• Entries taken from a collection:
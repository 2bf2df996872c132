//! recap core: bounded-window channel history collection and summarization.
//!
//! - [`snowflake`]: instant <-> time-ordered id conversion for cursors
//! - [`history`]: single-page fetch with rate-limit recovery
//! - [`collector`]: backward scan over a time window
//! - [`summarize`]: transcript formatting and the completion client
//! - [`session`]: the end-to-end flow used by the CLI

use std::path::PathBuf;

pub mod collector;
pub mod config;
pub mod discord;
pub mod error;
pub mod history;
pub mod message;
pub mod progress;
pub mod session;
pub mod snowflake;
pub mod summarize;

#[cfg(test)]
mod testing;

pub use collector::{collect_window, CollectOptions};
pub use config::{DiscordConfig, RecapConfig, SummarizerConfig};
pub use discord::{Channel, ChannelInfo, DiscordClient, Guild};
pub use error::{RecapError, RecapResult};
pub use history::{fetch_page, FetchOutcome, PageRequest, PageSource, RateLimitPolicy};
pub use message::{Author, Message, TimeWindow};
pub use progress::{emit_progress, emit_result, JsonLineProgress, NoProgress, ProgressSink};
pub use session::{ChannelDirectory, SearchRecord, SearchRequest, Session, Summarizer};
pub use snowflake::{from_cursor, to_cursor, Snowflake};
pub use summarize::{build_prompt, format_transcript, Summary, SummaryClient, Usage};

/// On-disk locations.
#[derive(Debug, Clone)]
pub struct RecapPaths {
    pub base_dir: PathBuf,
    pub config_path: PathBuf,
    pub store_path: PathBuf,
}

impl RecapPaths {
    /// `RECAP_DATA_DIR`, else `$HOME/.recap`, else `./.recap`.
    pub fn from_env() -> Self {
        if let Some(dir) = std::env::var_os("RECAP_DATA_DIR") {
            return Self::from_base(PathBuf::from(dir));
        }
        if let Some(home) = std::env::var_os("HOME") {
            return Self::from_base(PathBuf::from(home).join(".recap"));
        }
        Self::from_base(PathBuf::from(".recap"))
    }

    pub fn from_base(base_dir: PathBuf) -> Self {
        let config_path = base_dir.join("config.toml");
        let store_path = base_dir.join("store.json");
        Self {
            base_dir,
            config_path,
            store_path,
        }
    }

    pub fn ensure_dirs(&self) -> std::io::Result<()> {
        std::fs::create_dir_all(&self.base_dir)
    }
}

• Task item: Return only the exact lines from the opening of the records through the line that contains "#[cfg(test)]", both included.

• Exercise response:
repository 2bf2df996872c132
//! recap core: bounded-window channel history collection and summarization.
//!
//! - [`snowflake`]: instant <-> time-ordered id conversion for cursors
//! - [`history`]: single-page fetch with rate-limit recovery
//! - [`collector`]: backward scan over a time window
//! - [`summarize`]: transcript formatting and the completion client
//! - [`session`]: the end-to-end flow used by the CLI

use std::path::PathBuf;

pub mod collector;
pub mod config;
pub mod discord;
pub mod error;
pub mod history;
pub mod message;
pub mod progress;
pub mod session;
pub mod snowflake;
pub mod summarize;

#[cfg(test)]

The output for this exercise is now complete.